Trellick Tower is situated immediately south of and adjacent to the park, a little west of the midpoint.

==Cultural impact==
The Meanwhile Gardens Community Association continues to consider the park as representative of the ongoing local Westbourne Park community, and as a rebuke to urban developments which exclude people who have less money and social status. A statement on the History page of the Association's website, dating back to 2019, warns that:

...the public space in this part of the borough is becoming more and more gentrified – Portobello Road is morphing into bijou shops and branded coffee shops; Golborne Road, with its traders, Middle Eastern and Portuguese communities, is following suit. As space that really reflects the spirit of the residents of the neighbourhood disappears, those residents do not. They continue to live in the high-rises and estates. We cannot have public space designed only for the very well-off just minutes away – in the divided society we live in, we need spaces that truly bring people together in common causes, activities and everyday pleasures.
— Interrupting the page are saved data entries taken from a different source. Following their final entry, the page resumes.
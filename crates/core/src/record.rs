//! Typed payloads for the records emitted by `yarn audit --json`
//!
//! The audit tool's output is loosely specified and has drifted between
//! versions, so every struct here defaults missing fields and decodes `null`
//! as the field's zero value.

use serde::{Deserialize, Deserializer, Serialize};

/// Decode `null` as the type's zero value instead of failing.
pub(crate) fn null_as_default<'de, D, T>(deserializer: D) -> Result<T, D::Error>
where
    D: Deserializer<'de>,
    T: Default + Deserialize<'de>,
{
    Ok(Option::<T>::deserialize(deserializer)?.unwrap_or_default())
}

// ── Identifier lists ─────────────────────────────────────────────

/// CVE / CWE identifiers, which older tool versions emit as a bare string
/// and newer ones as an array.
#[derive(Debug, Clone, PartialEq, Eq, Serialize, Deserialize)]
#[serde(untagged)]
pub enum IdList {
    Many(Vec<String>),
    One(String),
}

impl Default for IdList {
    fn default() -> Self {
        IdList::Many(Vec::new())
    }
}

impl IdList {
    /// Iterate over the identifiers, skipping an empty bare string
    pub fn iter(&self) -> impl Iterator<Item = &str> {
        let items: &[String] = match self {
            IdList::Many(items) => items,
            IdList::One(item) if item.is_empty() => &[],
            IdList::One(item) => std::slice::from_ref(item),
        };
        items.iter().map(String::as_str)
    }

    pub fn len(&self) -> usize {
        self.iter().count()
    }

    pub fn is_empty(&self) -> bool {
        self.len() == 0
    }

    /// Join all identifiers with `sep` (empty string when there are none)
    pub fn join(&self, sep: &str) -> String {
        self.iter().collect::<Vec<_>>().join(sep)
    }
}

impl From<Vec<String>> for IdList {
    fn from(items: Vec<String>) -> Self {
        IdList::Many(items)
    }
}

// ── auditAction ──────────────────────────────────────────────────

/// A remediation the audit tool would perform (`type: "auditAction"`)
#[derive(Debug, Clone, Default, PartialEq, Serialize, Deserialize)]
#[serde(default, rename_all = "camelCase")]
pub struct AuditAction {
    /// Shell command that applies the remediation (e.g. `yarn upgrade lodash@4.17.21`)
    #[serde(deserialize_with = "null_as_default")]
    pub cmd: String,

    #[serde(deserialize_with = "null_as_default")]
    pub is_breaking: bool,

    #[serde(deserialize_with = "null_as_default")]
    pub action: ActionDetail,
}

#[derive(Debug, Clone, Default, PartialEq, Serialize, Deserialize)]
#[serde(default, rename_all = "camelCase")]
pub struct ActionDetail {
    /// Action verb: "install", "update" or "review"
    #[serde(deserialize_with = "null_as_default")]
    pub action: String,

    #[serde(deserialize_with = "null_as_default")]
    pub module: String,

    /// Version the module would be moved to
    #[serde(deserialize_with = "null_as_default")]
    pub target: String,

    #[serde(deserialize_with = "null_as_default")]
    pub is_major: bool,

    /// Advisory resolutions this action addresses
    #[serde(deserialize_with = "null_as_default")]
    pub resolves: Vec<Resolution>,
}

// ── auditAdvisory ────────────────────────────────────────────────

/// One vulnerability finding (`type: "auditAdvisory"`)
#[derive(Debug, Clone, Default, PartialEq, Serialize, Deserialize)]
#[serde(default)]
pub struct AuditAdvisory {
    #[serde(deserialize_with = "null_as_default")]
    pub resolution: Resolution,
    #[serde(deserialize_with = "null_as_default")]
    pub advisory: Advisory,
}

/// Where in the dependency tree an advisory's module was found
#[derive(Debug, Clone, Default, PartialEq, Eq, Serialize, Deserialize)]
#[serde(default)]
pub struct Resolution {
    /// Advisory id this resolution belongs to
    #[serde(deserialize_with = "null_as_default")]
    pub id: u64,

    /// `>`-separated dependency path, e.g. `webpack>watchpack>chokidar`
    #[serde(deserialize_with = "null_as_default")]
    pub path: String,

    #[serde(deserialize_with = "null_as_default")]
    pub dev: bool,
    #[serde(deserialize_with = "null_as_default")]
    pub optional: bool,
    #[serde(deserialize_with = "null_as_default")]
    pub bundled: bool,
}

/// Advisory body as published by the registry's security database
#[derive(Debug, Clone, Default, PartialEq, Serialize, Deserialize)]
#[serde(default)]
pub struct Advisory {
    #[serde(deserialize_with = "null_as_default")]
    pub findings: Vec<AdvisoryFinding>,

    #[serde(skip_serializing_if = "Option::is_none")]
    pub metadata: Option<AdvisoryMetadata>,

    #[serde(deserialize_with = "null_as_default")]
    pub vulnerable_versions: String,

    #[serde(deserialize_with = "null_as_default")]
    pub module_name: String,

    /// Free text: "info", "low", "moderate", "high" or "critical"
    #[serde(deserialize_with = "null_as_default")]
    pub severity: String,

    #[serde(deserialize_with = "null_as_default")]
    pub github_advisory_id: String,

    #[serde(deserialize_with = "null_as_default")]
    pub cves: IdList,

    #[serde(deserialize_with = "null_as_default")]
    pub access: String,

    #[serde(deserialize_with = "null_as_default")]
    pub patched_versions: String,

    #[serde(deserialize_with = "null_as_default")]
    pub cvss: Cvss,

    #[serde(deserialize_with = "null_as_default")]
    pub updated: String,

    #[serde(deserialize_with = "null_as_default")]
    pub recommendation: String,

    #[serde(deserialize_with = "null_as_default")]
    pub cwe: IdList,

    #[serde(skip_serializing_if = "Option::is_none")]
    pub found_by: Option<Contact>,

    #[serde(deserialize_with = "null_as_default")]
    pub deleted: bool,

    #[serde(deserialize_with = "null_as_default")]
    pub id: u64,

    #[serde(deserialize_with = "null_as_default")]
    pub references: String,

    #[serde(deserialize_with = "null_as_default")]
    pub created: String,

    #[serde(skip_serializing_if = "Option::is_none")]
    pub reported_by: Option<Contact>,

    #[serde(deserialize_with = "null_as_default")]
    pub title: String,

    /// Legacy registry id; its shape is not fixed upstream so it is kept opaque
    #[serde(skip_serializing_if = "Option::is_none")]
    pub npm_advisory_id: Option<serde_json::Value>,

    #[serde(deserialize_with = "null_as_default")]
    pub overview: String,

    #[serde(deserialize_with = "null_as_default")]
    pub url: String,
}

/// An installed version of the vulnerable module and the paths leading to it
#[derive(Debug, Clone, Default, PartialEq, Eq, Serialize, Deserialize)]
#[serde(default)]
pub struct AdvisoryFinding {
    #[serde(deserialize_with = "null_as_default")]
    pub version: String,
    #[serde(deserialize_with = "null_as_default")]
    pub paths: Vec<String>,
    #[serde(deserialize_with = "null_as_default")]
    pub dev: bool,
    #[serde(deserialize_with = "null_as_default")]
    pub optional: bool,
    #[serde(deserialize_with = "null_as_default")]
    pub bundled: bool,
}

#[derive(Debug, Clone, Default, PartialEq, Eq, Serialize, Deserialize)]
#[serde(default)]
pub struct AdvisoryMetadata {
    #[serde(deserialize_with = "null_as_default")]
    pub module_type: String,
    #[serde(deserialize_with = "null_as_default")]
    pub exploitability: i64,
    #[serde(deserialize_with = "null_as_default")]
    pub affected_components: String,
}

#[derive(Debug, Clone, Default, PartialEq, Serialize, Deserialize)]
#[serde(default, rename_all = "camelCase")]
pub struct Cvss {
    /// Kept as the exact JSON number so `7` and `7.0` survive re-encoding
    #[serde(skip_serializing_if = "Option::is_none")]
    pub score: Option<serde_json::Number>,

    #[serde(deserialize_with = "null_as_default")]
    pub vector_string: String,
}

impl Cvss {
    pub fn score_f64(&self) -> Option<f64> {
        self.score.as_ref().and_then(serde_json::Number::as_f64)
    }
}

/// Reporter / finder of an advisory
#[derive(Debug, Clone, Default, PartialEq, Eq, Serialize, Deserialize)]
#[serde(default)]
pub struct Contact {
    #[serde(deserialize_with = "null_as_default")]
    pub name: String,
}

// ── auditSummary ─────────────────────────────────────────────────

/// Aggregate counts for the whole audit run (`type: "auditSummary"`)
#[derive(Debug, Clone, Default, PartialEq, Eq, Serialize, Deserialize)]
#[serde(default, rename_all = "camelCase")]
pub struct AuditSummary {
    #[serde(deserialize_with = "null_as_default")]
    pub vulnerabilities: VulnerabilityCounts,
    #[serde(deserialize_with = "null_as_default")]
    pub dependencies: u64,
    #[serde(deserialize_with = "null_as_default")]
    pub dev_dependencies: u64,
    #[serde(deserialize_with = "null_as_default")]
    pub optional_dependencies: u64,
    #[serde(deserialize_with = "null_as_default")]
    pub total_dependencies: u64,
}

#[derive(Debug, Clone, Default, PartialEq, Eq, Serialize, Deserialize)]
#[serde(default)]
pub struct VulnerabilityCounts {
    #[serde(deserialize_with = "null_as_default")]
    pub info: u64,
    #[serde(deserialize_with = "null_as_default")]
    pub low: u64,
    #[serde(deserialize_with = "null_as_default")]
    pub moderate: u64,
    #[serde(deserialize_with = "null_as_default")]
    pub high: u64,
    #[serde(deserialize_with = "null_as_default")]
    pub critical: u64,
}

impl VulnerabilityCounts {
    pub fn total(&self) -> u64 {
        [self.low, self.moderate, self.high, self.critical]
            .iter()
            .fold(self.info, |sum, n| sum.saturating_add(*n))
    }
}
Beyond its links with West London steel band culture and London busking culture, the park has inspired the name of three music albums to date – Meanwhile Gardens by psychedelic rock band Levitation (released 1994, reissued 2015), Meanwhile Gardens by Dutch folk singer Dick Pels (2018) and Meanwhile Gardens by veteran London punk band Chelsea (2021). Hawkwind spin-off Inner City Unit played sets at the park 1979–1980, several of which included former Tyrannosaurus Rex percussionist Steve Peregrin Took guesting on vocals. One such concert on 6 May 1980, circulates as a bootleg. Reggae band Aswad recorded their album Live and Direct in Meanwhile Gardens in August 1983, capturing a live set they played as part of the Notting Hill Carnival. The album was released in November of that year.

The park has inspired the name of the "Meanwhile Gardens" initiative by British sustainable development organisation Groundwork, which helps to create and maintain community gardens on space that has been earmarked for future development.